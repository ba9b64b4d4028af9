//! `/feedback`, the `Report as Feedback` message menu, the submit modal and the owner
//! status buttons.

use serenity::{
    all::{
        ButtonStyle, CommandOptionType, CommandType, CreateActionRow, CreateButton,
        CreateCommand, CreateCommandOption, CreateEmbed, CreateEmbedFooter,
    },
    async_trait,
};
use std::time::Duration;

use crate::{
    model::feedback::FeedbackStatus,
    server::{
        bot::{
            command::{truncate, EMBED_COLOR},
            interaction::{
                context::HandlerContext,
                handler::{CommandHandler, ComponentHandler, HandlerMeta, ModalHandler},
                precondition::OwnerOnly,
                request::{
                    custom_id, AutocompleteRequest, CommandRequest, ComponentRequest,
                    HandlerKind, InteractionMeta, ModalRequest, TargetMessage,
                },
                response::{Choice, ModalForm, Reply, Response, TextField, TextStyle},
            },
        },
        error::command::CommandError,
        model::feedback::{
            CreateFeedbackParam, Feedback, CONTENT_MAX_LENGTH, TITLE_MAX_LENGTH,
        },
        service::feedback::FeedbackService,
    },
};

pub const SUBMIT_MODAL_KEY: &str = "feedback-submit";
pub const STATUS_BUTTON_KEY: &str = "feedback-status";

const TITLE_INPUT: &str = "title";
const CONTENT_INPUT: &str = "content";

/// Discord's limit on autocomplete choice names.
const CHOICE_NAME_MAX_LENGTH: usize = 100;

pub fn feedback_embed(feedback: &Feedback) -> CreateEmbed {
    CreateEmbed::new()
        .title(&feedback.title)
        .description(&feedback.content)
        .field("Status", feedback.status.label(), true)
        .field("Author", format!("<@{}>", feedback.discord_id), true)
        .footer(CreateEmbedFooter::new(format!("Feedback {}", feedback.id)))
        .color(EMBED_COLOR)
}

/// One button per transition the ticket's status allows, none once it is terminal.
pub fn status_buttons(feedback: &Feedback) -> Vec<CreateActionRow> {
    let buttons: Vec<CreateButton> = feedback
        .status
        .next_statuses()
        .iter()
        .map(|next| {
            let style = match next {
                FeedbackStatus::Rejected | FeedbackStatus::Closed => ButtonStyle::Danger,
                FeedbackStatus::Resolved | FeedbackStatus::Accepted => ButtonStyle::Success,
                _ => ButtonStyle::Primary,
            };
            CreateButton::new(custom_id(STATUS_BUTTON_KEY, &[&feedback.id, next.as_str()]))
                .label(next.label())
                .style(style)
        })
        .collect();

    if buttons.is_empty() {
        Vec::new()
    } else {
        vec![CreateActionRow::Buttons(buttons)]
    }
}

pub fn list_text(tickets: &[Feedback]) -> String {
    if tickets.is_empty() {
        return "You have not submitted any feedback yet.".to_string();
    }

    tickets
        .iter()
        .map(|ticket| {
            format!(
                "`{}` **{}** - {}",
                ticket.id,
                ticket.title,
                ticket.status.label()
            )
        })
        .collect::<Vec<_>>()
        .join("\n")
}

/// The caller's tickets whose ID or title contains `partial`, ignoring case.
pub fn ticket_choices(tickets: &[Feedback], partial: &str) -> Vec<Choice> {
    let partial = partial.trim().to_lowercase();

    tickets
        .iter()
        .filter(|ticket| {
            ticket.id.to_lowercase().contains(&partial)
                || ticket.title.to_lowercase().contains(&partial)
        })
        .map(|ticket| {
            let name = format!("{} ({})", ticket.title, ticket.status.label());
            Choice::new(truncate(&name, CHOICE_NAME_MAX_LENGTH), &ticket.id)
        })
        .collect()
}

/// Ticket filed from a message context menu, with a link back to the message.
pub fn report_param(meta: &InteractionMeta, message: &TargetMessage) -> CreateFeedbackParam {
    let title = truncate(
        &format!("Report: message from {}", message.author_name),
        TITLE_MAX_LENGTH,
    );

    let link = format!(
        "https://discord.com/channels/{}/{}/{}",
        meta.guild_id
            .map(|id| id.to_string())
            .unwrap_or_else(|| "@me".to_string()),
        meta.channel_id,
        message.id
    );
    let body = if message.content.trim().is_empty() {
        "(no text content)"
    } else {
        message.content.as_str()
    };
    // Keep the link intact, cut the quoted message instead.
    let budget = CONTENT_MAX_LENGTH.saturating_sub(link.chars().count() + 2);
    let content = format!("{}\n\n{}", truncate(body, budget), link);

    CreateFeedbackParam::new(meta.user_id, &title, &content)
}

fn submit_form() -> ModalForm {
    ModalForm {
        custom_id: SUBMIT_MODAL_KEY.to_string(),
        title: "Submit feedback".to_string(),
        inputs: vec![
            TextField::new(TITLE_INPUT, "Title", TextStyle::Short)
                .length(1, TITLE_MAX_LENGTH as u16),
            TextField::new(CONTENT_INPUT, "What's on your mind?", TextStyle::Paragraph)
                .length(1, CONTENT_MAX_LENGTH as u16),
        ],
    }
}

fn filed_reply(feedback: &Feedback) -> Response {
    Response::ephemeral(format!(
        "Thanks! Your feedback was filed as `{}`.",
        feedback.id
    ))
}

pub struct FeedbackCommand {
    meta: HandlerMeta,
}

impl FeedbackCommand {
    pub fn new() -> Self {
        Self {
            meta: HandlerMeta::new(HandlerKind::ChatInput),
        }
    }

    async fn view(
        &self,
        ctx: &HandlerContext<'_>,
        request: &CommandRequest,
    ) -> Result<Response, CommandError> {
        let id = request.string("id").unwrap_or_default().trim();
        let is_owner = ctx.is_owner(request.meta.user_id);

        let feedback = FeedbackService::new(ctx.db)
            .get_for_viewer(id, request.meta.user_id, is_owner)
            .await?;

        let mut reply = Reply::embed(feedback_embed(&feedback)).ephemeral();
        if is_owner {
            reply = reply.components(status_buttons(&feedback));
        }

        Ok(Response::Message(reply))
    }

    async fn list(
        &self,
        ctx: &HandlerContext<'_>,
        request: &CommandRequest,
    ) -> Result<Response, CommandError> {
        let tickets = FeedbackService::new(ctx.db)
            .get_recent_by_author(request.meta.user_id)
            .await?;

        let embed = CreateEmbed::new()
            .title("Your feedback")
            .description(list_text(&tickets))
            .color(EMBED_COLOR);

        Ok(Response::Message(Reply::embed(embed).ephemeral()))
    }
}

#[async_trait]
impl CommandHandler for FeedbackCommand {
    fn name(&self) -> &str {
        "feedback"
    }

    fn description(&self) -> &str {
        "Send feedback to the bot owners and follow up on it"
    }

    fn meta(&self) -> &HandlerMeta {
        &self.meta
    }

    fn definition(&self) -> CreateCommand {
        CreateCommand::new(self.name())
            .description(self.description())
            .add_option(CreateCommandOption::new(
                CommandOptionType::SubCommand,
                "submit",
                "Submit new feedback",
            ))
            .add_option(
                CreateCommandOption::new(CommandOptionType::SubCommand, "view", "Show a ticket")
                    .add_sub_option(
                        CreateCommandOption::new(CommandOptionType::String, "id", "Ticket ID")
                            .set_autocomplete(true)
                            .required(true),
                    ),
            )
            .add_option(CreateCommandOption::new(
                CommandOptionType::SubCommand,
                "list",
                "List your recent tickets",
            ))
    }

    async fn run(
        &self,
        ctx: &HandlerContext<'_>,
        request: &CommandRequest,
    ) -> Result<Response, CommandError> {
        match request.subcommand_path().as_str() {
            "submit" => Ok(Response::Modal(submit_form())),
            "view" => self.view(ctx, request).await,
            "list" => self.list(ctx, request).await,
            other => Err(CommandError::user(format!("Unknown subcommand '{}'", other))),
        }
    }

    async fn autocomplete(
        &self,
        ctx: &HandlerContext<'_>,
        request: &AutocompleteRequest,
    ) -> Result<Vec<Choice>, CommandError> {
        if request.focused != "id" {
            return Ok(Vec::new());
        }

        let tickets = FeedbackService::new(ctx.db)
            .get_all_by_author(request.meta.user_id)
            .await?;

        Ok(ticket_choices(&tickets, &request.partial))
    }
}

/// Message context menu filing the target message as a ticket.
pub struct ReportFeedbackCommand {
    meta: HandlerMeta,
}

impl ReportFeedbackCommand {
    pub fn new() -> Self {
        Self {
            meta: HandlerMeta::new(HandlerKind::MessageContext),
        }
    }
}

#[async_trait]
impl CommandHandler for ReportFeedbackCommand {
    fn name(&self) -> &str {
        "Report as Feedback"
    }

    fn description(&self) -> &str {
        ""
    }

    fn meta(&self) -> &HandlerMeta {
        &self.meta
    }

    fn definition(&self) -> CreateCommand {
        CreateCommand::new(self.name()).kind(CommandType::Message)
    }

    async fn run(
        &self,
        ctx: &HandlerContext<'_>,
        request: &CommandRequest,
    ) -> Result<Response, CommandError> {
        let message = request
            .target_message
            .as_ref()
            .ok_or_else(|| CommandError::user("That message could not be loaded."))?;

        let feedback = FeedbackService::new(ctx.db)
            .submit(report_param(&request.meta, message))
            .await?;

        Ok(filed_reply(&feedback))
    }
}

/// Files the ticket; the per-user cooldown sits here so viewing tickets stays free.
pub struct FeedbackSubmitModal {
    meta: HandlerMeta,
}

impl FeedbackSubmitModal {
    pub fn new() -> Self {
        Self {
            meta: HandlerMeta::new(HandlerKind::Modal).cooldown(Duration::from_secs(60)),
        }
    }
}

#[async_trait]
impl ModalHandler for FeedbackSubmitModal {
    fn key(&self) -> &str {
        SUBMIT_MODAL_KEY
    }

    fn meta(&self) -> &HandlerMeta {
        &self.meta
    }

    async fn run(
        &self,
        ctx: &HandlerContext<'_>,
        request: &ModalRequest,
        _args: &[&str],
    ) -> Result<Response, CommandError> {
        let param = CreateFeedbackParam::new(
            request.meta.user_id,
            request.field(TITLE_INPUT),
            request.field(CONTENT_INPUT),
        );
        let feedback = FeedbackService::new(ctx.db).submit(param).await?;

        Ok(filed_reply(&feedback))
    }
}

/// `feedback-status:<id>:<STATUS>`, owners only.
pub struct FeedbackStatusButton {
    meta: HandlerMeta,
}

impl FeedbackStatusButton {
    pub fn new() -> Self {
        Self {
            meta: HandlerMeta::new(HandlerKind::Button).precondition(OwnerOnly),
        }
    }
}

#[async_trait]
impl ComponentHandler for FeedbackStatusButton {
    fn key(&self) -> &str {
        STATUS_BUTTON_KEY
    }

    fn meta(&self) -> &HandlerMeta {
        &self.meta
    }

    async fn run(
        &self,
        ctx: &HandlerContext<'_>,
        _request: &ComponentRequest,
        args: &[&str],
    ) -> Result<Response, CommandError> {
        let [id, status] = args else {
            return Err(CommandError::user("This button is malformed."));
        };
        let next = status
            .parse::<FeedbackStatus>()
            .map_err(|e| CommandError::user(e.to_string()))?;

        let feedback = FeedbackService::new(ctx.db).update_status(id, next).await?;

        Ok(Response::Update(
            Reply::embed(feedback_embed(&feedback)).components(status_buttons(&feedback)),
        ))
    }
}

#[cfg(test)]
mod tests {
    use super::*;
    use chrono::Utc;

    fn ticket(id: &str, title: &str, status: FeedbackStatus) -> Feedback {
        Feedback {
            id: id.to_string(),
            discord_id: 7,
            title: title.to_string(),
            content: "Body".to_string(),
            status,
            created_at: Utc::now(),
            updated_at: Utc::now(),
        }
    }

    #[test]
    fn buttons_follow_transition_table() {
        let acknowledged = ticket("V1StGXR8_Z5jdHi6B-myT", "Bug", FeedbackStatus::Acknowledged);
        let rows = status_buttons(&acknowledged);
        assert_eq!(rows.len(), 1);
        match &rows[0] {
            CreateActionRow::Buttons(buttons) => assert_eq!(buttons.len(), 3),
            _ => panic!("expected a button row"),
        }

        let resolved = ticket("V1StGXR8_Z5jdHi6B-myT", "Bug", FeedbackStatus::Resolved);
        assert!(status_buttons(&resolved).is_empty());
    }

    #[test]
    fn lists_tickets_or_explains_empty() {
        assert_eq!(list_text(&[]), "You have not submitted any feedback yet.");

        let text = list_text(&[ticket("abc", "Dark mode", FeedbackStatus::Open)]);
        assert_eq!(text, "`abc` **Dark mode** - Open");
    }

    #[test]
    fn matches_choices_on_id_or_title() {
        let tickets = vec![
            ticket("AAAAAAAAAAAAAAAAAAAAA", "Dark mode", FeedbackStatus::Open),
            ticket("BBBBBBBBBBBBBBBBBBBBB", "Crash on login", FeedbackStatus::Accepted),
        ];

        let by_title = ticket_choices(&tickets, "dark");
        assert_eq!(by_title.len(), 1);
        assert_eq!(by_title[0].value, "AAAAAAAAAAAAAAAAAAAAA");
        assert_eq!(by_title[0].name, "Dark mode (Open)");

        assert_eq!(ticket_choices(&tickets, "bbb").len(), 1);
        assert_eq!(ticket_choices(&tickets, "").len(), 2);
    }

    #[test]
    fn report_links_back_to_message() {
        let meta = InteractionMeta::new(1 << 22, 42, "reporter").in_guild(
            10,
            20,
            serenity::all::Permissions::empty(),
        );
        let message = TargetMessage {
            id: 30,
            author_id: 5,
            author_name: "spammer".to_string(),
            content: "buy now".to_string(),
        };

        let param = report_param(&meta, &message);

        assert_eq!(param.discord_id, 42);
        assert_eq!(param.title, "Report: message from spammer");
        assert!(param.content.starts_with("buy now"));
        assert!(param
            .content
            .ends_with("https://discord.com/channels/10/20/30"));
        assert!(param.validate().is_ok());
    }

    #[test]
    fn report_of_long_message_stays_valid() {
        let meta = InteractionMeta::new(1 << 22, 42, "reporter");
        let message = TargetMessage {
            id: 30,
            author_id: 5,
            author_name: "a".repeat(200),
            content: "x".repeat(5000),
        };

        let param = report_param(&meta, &message);

        assert!(param.validate().is_ok());
        assert!(param.content.contains("/@me/"));
    }
}
use super::*;

/// Tests listing every ticket.
///
/// Expected: Ok with all tickets and their total
#[tokio::test]
async fn lists_all_tickets() -> Result<(), AppError> {
    let test = TestBuilder::new()
        .with_table(entity::prelude::Feedback)
        .build()
        .await
        .unwrap();
    let db = test.db.as_ref().unwrap();

    for _ in 0..3 {
        factory::create_feedback(db, "42").await?;
    }

    let repo = FeedbackRepository::new(db);
    let (feedback, total) = repo.get_paginated(None, 0, 2).await?;

    assert_eq!(total, 3);
    assert_eq!(feedback.len(), 2);

    Ok(())
}

/// Tests filtering the listing by status.
///
/// Expected: Ok with only the ACCEPTED ticket
#[tokio::test]
async fn filters_by_status() -> Result<(), AppError> {
    let test = TestBuilder::new()
        .with_table(entity::prelude::Feedback)
        .build()
        .await
        .unwrap();
    let db = test.db.as_ref().unwrap();

    factory::create_feedback(db, "42").await?;
    let accepted = factory::feedback::FeedbackFactory::new(db, "42")
        .status("ACCEPTED")
        .build()
        .await?;

    let repo = FeedbackRepository::new(db);
    let (feedback, total) = repo
        .get_paginated(Some(FeedbackStatus::Accepted), 0, 10)
        .await?;

    assert_eq!(total, 1);
    assert_eq!(feedback[0].id, accepted.id);

    Ok(())
}
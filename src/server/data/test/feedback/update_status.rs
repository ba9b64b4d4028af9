use super::*;

/// Tests moving a ticket from its current status.
///
/// Expected: Ok(true) with the new status stored
#[tokio::test]
async fn updates_from_current_status() -> Result<(), AppError> {
    let test = TestBuilder::new()
        .with_table(entity::prelude::Feedback)
        .build()
        .await
        .unwrap();
    let db = test.db.as_ref().unwrap();

    let feedback = factory::create_feedback(db, "42").await?;

    let repo = FeedbackRepository::new(db);
    let updated = repo
        .update_status(
            &feedback.id,
            FeedbackStatus::Open,
            FeedbackStatus::Acknowledged,
        )
        .await?;

    assert!(updated);
    let stored = repo.find_by_id(&feedback.id).await?.unwrap();
    assert_eq!(stored.status, FeedbackStatus::Acknowledged);
    assert!(stored.updated_at >= stored.created_at);

    Ok(())
}

/// Tests that the update is skipped when the stored status no longer matches.
///
/// Expected: Ok(false) with the status untouched
#[tokio::test]
async fn skips_stale_status() -> Result<(), AppError> {
    let test = TestBuilder::new()
        .with_table(entity::prelude::Feedback)
        .build()
        .await
        .unwrap();
    let db = test.db.as_ref().unwrap();

    let feedback = factory::feedback::FeedbackFactory::new(db, "42")
        .status("CLOSED")
        .build()
        .await?;

    let repo = FeedbackRepository::new(db);
    let updated = repo
        .update_status(
            &feedback.id,
            FeedbackStatus::Open,
            FeedbackStatus::Acknowledged,
        )
        .await?;

    assert!(!updated);
    let stored = repo.find_by_id(&feedback.id).await?.unwrap();
    assert_eq!(stored.status, FeedbackStatus::Closed);

    Ok(())
}
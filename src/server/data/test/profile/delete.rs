use super::*;
use sea_orm::{EntityTrait, PaginatorTrait};

/// Tests deleting a profile by a valid existing ID.
///
/// Verifies that the profile and its socials are removed.
///
/// Expected: Ok(true) and no rows left in either table
#[tokio::test]
async fn deletes_profile_and_socials() -> Result<(), AppError> {
    let test = TestBuilder::new()
        .with_profile_tables()
        .build()
        .await
        .unwrap();
    let db = test.db.as_ref().unwrap();

    let profile = factory::create_profile(db, "42").await?;
    factory::create_social(db, &profile.id).await?;
    factory::create_social(db, &profile.id).await?;

    let repo = ProfileRepository::new(db);
    assert!(repo.delete(&profile.id).await?);

    assert_eq!(entity::prelude::Profile::find().count(db).await?, 0);
    assert_eq!(entity::prelude::Social::find().count(db).await?, 0);

    Ok(())
}

/// Tests deleting a well formed ID that matches nothing.
///
/// Expected: Ok(false)
#[tokio::test]
async fn reports_missing_profile() -> Result<(), AppError> {
    let test = TestBuilder::new()
        .with_profile_tables()
        .build()
        .await
        .unwrap();
    let db = test.db.as_ref().unwrap();

    let repo = ProfileRepository::new(db);

    assert!(!repo.delete("000000000000000000000").await?);

    Ok(())
}

/// Tests that deleting one profile leaves other profiles' socials alone.
///
/// Expected: Ok(true) with the other profile's social intact
#[tokio::test]
async fn keeps_other_profiles() -> Result<(), AppError> {
    let test = TestBuilder::new()
        .with_profile_tables()
        .build()
        .await
        .unwrap();
    let db = test.db.as_ref().unwrap();

    let doomed = factory::create_profile(db, "1").await?;
    let kept = factory::create_profile(db, "2").await?;
    factory::create_social(db, &doomed.id).await?;
    factory::create_social(db, &kept.id).await?;

    let repo = ProfileRepository::new(db);
    repo.delete(&doomed.id).await?;

    let remaining = repo.find_by_id(&kept.id).await?.unwrap();
    assert_eq!(remaining.socials.len(), 1);

    Ok(())
}
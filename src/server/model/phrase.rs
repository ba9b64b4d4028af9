//! Phrase domain model.
//!
//! Phrases are short quotes served by `/phrase random` and rotated through the bot's
//! presence by the scheduler.

use chrono::{DateTime, Utc};

use crate::{
    model::phrase::{PaginatedPhrasesDto, PhraseDto},
    server::{
        error::AppError,
        model::{check_length, normalize_optional},
    },
};

pub const CONTENT_MAX_LENGTH: usize = 500;
pub const SOURCE_MAX_LENGTH: usize = 100;

#[derive(Debug, Clone, PartialEq)]
pub struct Phrase {
    pub id: String,
    pub content: String,
    pub source: Option<String>,
    pub created_at: DateTime<Utc>,
}

impl Phrase {
    pub fn from_entity(entity: entity::phrase::Model) -> Self {
        Self {
            id: entity.id,
            content: entity.content,
            source: entity.source,
            created_at: entity.created_at,
        }
    }

    pub fn into_dto(self) -> PhraseDto {
        PhraseDto {
            id: self.id,
            content: self.content,
            source: self.source,
            created_at: self.created_at,
        }
    }
}

/// Parameters for creating or editing a phrase.
#[derive(Debug, Clone)]
pub struct PhraseParam {
    pub content: String,
    pub source: Option<String>,
}

impl PhraseParam {
    pub fn new(content: &str, source: Option<String>) -> Self {
        Self {
            content: content.trim().to_string(),
            source: normalize_optional(source),
        }
    }

    /// # Returns
    /// - `Ok(())` - Content is 1..=500 characters and source at most 100
    /// - `Err(AppError::BadRequest)` - A field is out of bounds
    pub fn validate(&self) -> Result<(), AppError> {
        check_length("Content", &self.content, 1, CONTENT_MAX_LENGTH)?;
        if let Some(source) = &self.source {
            check_length("Source", source, 0, SOURCE_MAX_LENGTH)?;
        }
        Ok(())
    }
}

#[derive(Debug, Clone, PartialEq)]
pub struct PaginatedPhrases {
    pub phrases: Vec<Phrase>,
    pub total: u64,
    pub page: u64,
    pub per_page: u64,
    pub total_pages: u64,
}

impl PaginatedPhrases {
    pub fn into_dto(self) -> PaginatedPhrasesDto {
        PaginatedPhrasesDto {
            phrases: self.phrases.into_iter().map(Phrase::into_dto).collect(),
            total: self.total,
            page: self.page,
            per_page: self.per_page,
            total_pages: self.total_pages,
        }
    }
}

#[cfg(test)]
mod tests {
    use super::*;

    #[test]
    fn validates_content_and_source() {
        assert!(PhraseParam::new("Hello", None).validate().is_ok());
        assert!(PhraseParam::new(" ", None).validate().is_err());
        assert!(PhraseParam::new(&"x".repeat(501), None).validate().is_err());
        assert!(PhraseParam::new("Hello", Some("s".repeat(101)))
            .validate()
            .is_err());
    }

    #[test]
    fn blank_source_is_dropped() {
        let param = PhraseParam::new("Hello", Some("  ".to_string()));
        assert_eq!(param.source, None);
    }
}
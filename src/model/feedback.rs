use chrono::{DateTime, Utc};
use serde::{Deserialize, Serialize};
use std::fmt;
use std::str::FromStr;

#[cfg(feature = "server")]
use utoipa::ToSchema;

/// Lifecycle of a feedback ticket.
///
/// ```text
/// OPEN -> ACKNOWLEDGED -> CLOSED
///                      -> ACCEPTED -> RESOLVED
///                      -> REJECTED
/// ```
///
/// Shared by the server, which enforces the transitions, and the dashboard, which only
/// offers the transitions the server will accept.
#[derive(Debug, Clone, Copy, PartialEq, Eq, Hash, Serialize, Deserialize)]
#[serde(rename_all = "SCREAMING_SNAKE_CASE")]
#[cfg_attr(feature = "server", derive(ToSchema))]
pub enum FeedbackStatus {
    Open,
    Acknowledged,
    Closed,
    Accepted,
    Resolved,
    Rejected,
}

impl FeedbackStatus {
    pub const ALL: [FeedbackStatus; 6] = [
        FeedbackStatus::Open,
        FeedbackStatus::Acknowledged,
        FeedbackStatus::Closed,
        FeedbackStatus::Accepted,
        FeedbackStatus::Resolved,
        FeedbackStatus::Rejected,
    ];

    /// Statuses reachable from `self` in a single step.
    pub fn next_statuses(&self) -> &'static [FeedbackStatus] {
        match self {
            FeedbackStatus::Open => &[FeedbackStatus::Acknowledged],
            FeedbackStatus::Acknowledged => &[
                FeedbackStatus::Closed,
                FeedbackStatus::Accepted,
                FeedbackStatus::Rejected,
            ],
            FeedbackStatus::Accepted => &[FeedbackStatus::Resolved],
            FeedbackStatus::Closed | FeedbackStatus::Resolved | FeedbackStatus::Rejected => &[],
        }
    }

    pub fn can_transition_to(&self, next: FeedbackStatus) -> bool {
        self.next_statuses().contains(&next)
    }

    pub fn is_terminal(&self) -> bool {
        self.next_statuses().is_empty()
    }

    /// Database and wire representation.
    pub fn as_str(&self) -> &'static str {
        match self {
            FeedbackStatus::Open => "OPEN",
            FeedbackStatus::Acknowledged => "ACKNOWLEDGED",
            FeedbackStatus::Closed => "CLOSED",
            FeedbackStatus::Accepted => "ACCEPTED",
            FeedbackStatus::Resolved => "RESOLVED",
            FeedbackStatus::Rejected => "REJECTED",
        }
    }

    pub fn label(&self) -> &'static str {
        match self {
            FeedbackStatus::Open => "Open",
            FeedbackStatus::Acknowledged => "Acknowledged",
            FeedbackStatus::Closed => "Closed",
            FeedbackStatus::Accepted => "Accepted",
            FeedbackStatus::Resolved => "Resolved",
            FeedbackStatus::Rejected => "Rejected",
        }
    }
}

impl fmt::Display for FeedbackStatus {
    fn fmt(&self, f: &mut fmt::Formatter<'_>) -> fmt::Result {
        f.write_str(self.as_str())
    }
}

#[derive(Debug, Clone, PartialEq, Eq)]
pub struct UnknownFeedbackStatus(pub String);

impl fmt::Display for UnknownFeedbackStatus {
    fn fmt(&self, f: &mut fmt::Formatter<'_>) -> fmt::Result {
        write!(f, "Unknown feedback status '{}'", self.0)
    }
}

impl FromStr for FeedbackStatus {
    type Err = UnknownFeedbackStatus;

    fn from_str(s: &str) -> Result<Self, Self::Err> {
        FeedbackStatus::ALL
            .into_iter()
            .find(|status| status.as_str().eq_ignore_ascii_case(s))
            .ok_or_else(|| UnknownFeedbackStatus(s.to_string()))
    }
}

#[derive(Serialize, Deserialize, Clone, Debug, PartialEq)]
#[cfg_attr(feature = "server", derive(ToSchema))]
pub struct FeedbackDto {
    pub id: String,
    #[serde(with = "crate::model::id::u64_string")]
    #[cfg_attr(feature = "server", schema(value_type = String))]
    pub discord_id: u64,
    pub title: String,
    pub content: String,
    pub status: FeedbackStatus,
    pub created_at: DateTime<Utc>,
    pub updated_at: DateTime<Utc>,
}

#[derive(Serialize, Deserialize, Clone, Debug, PartialEq)]
#[cfg_attr(feature = "server", derive(ToSchema))]
pub struct UpdateFeedbackStatusDto {
    pub status: FeedbackStatus,
}

#[derive(Serialize, Deserialize, Clone, Debug, PartialEq)]
#[cfg_attr(feature = "server", derive(ToSchema))]
pub struct PaginatedFeedbackDto {
    pub feedback: Vec<FeedbackDto>,
    pub total: u64,
    pub page: u64,
    pub per_page: u64,
    pub total_pages: u64,
}

#[cfg(test)]
mod tests {
    use super::*;

    #[test]
    fn open_only_moves_to_acknowledged() {
        assert!(FeedbackStatus::Open.can_transition_to(FeedbackStatus::Acknowledged));
        for status in FeedbackStatus::ALL {
            if status != FeedbackStatus::Acknowledged {
                assert!(!FeedbackStatus::Open.can_transition_to(status));
            }
        }
    }

    #[test]
    fn acknowledged_branches_three_ways() {
        let next = FeedbackStatus::Acknowledged.next_statuses();
        assert_eq!(next.len(), 3);
        assert!(next.contains(&FeedbackStatus::Closed));
        assert!(next.contains(&FeedbackStatus::Accepted));
        assert!(next.contains(&FeedbackStatus::Rejected));
        assert!(!FeedbackStatus::Acknowledged.can_transition_to(FeedbackStatus::Resolved));
    }

    #[test]
    fn accepted_resolves() {
        assert_eq!(
            FeedbackStatus::Accepted.next_statuses(),
            &[FeedbackStatus::Resolved]
        );
    }

    #[test]
    fn terminal_statuses_have_no_exits() {
        for status in [
            FeedbackStatus::Closed,
            FeedbackStatus::Resolved,
            FeedbackStatus::Rejected,
        ] {
            assert!(status.is_terminal());
        }
        assert!(!FeedbackStatus::Open.is_terminal());
    }

    #[test]
    fn no_status_transitions_to_itself() {
        for status in FeedbackStatus::ALL {
            assert!(!status.can_transition_to(status));
        }
    }

    #[test]
    fn parses_case_insensitively() {
        assert_eq!(
            "acknowledged".parse::<FeedbackStatus>(),
            Ok(FeedbackStatus::Acknowledged)
        );
        assert_eq!("RESOLVED".parse::<FeedbackStatus>(), Ok(FeedbackStatus::Resolved));
        assert!("PENDING".parse::<FeedbackStatus>().is_err());
    }

    #[test]
    fn serializes_as_screaming_case() {
        let json = serde_json::to_string(&FeedbackStatus::Acknowledged).unwrap();
        assert_eq!(json, "\"ACKNOWLEDGED\"");
    }
}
....................
When the string "CommandType" appears in a line of the records above, that line is to be copied.

SOLUTION TO THE EXERCISE:
        ButtonStyle, CommandOptionType, CommandType, CreateActionRow, CreateButton,
        CreateCommand::new(self.name()).kind(CommandType::Message)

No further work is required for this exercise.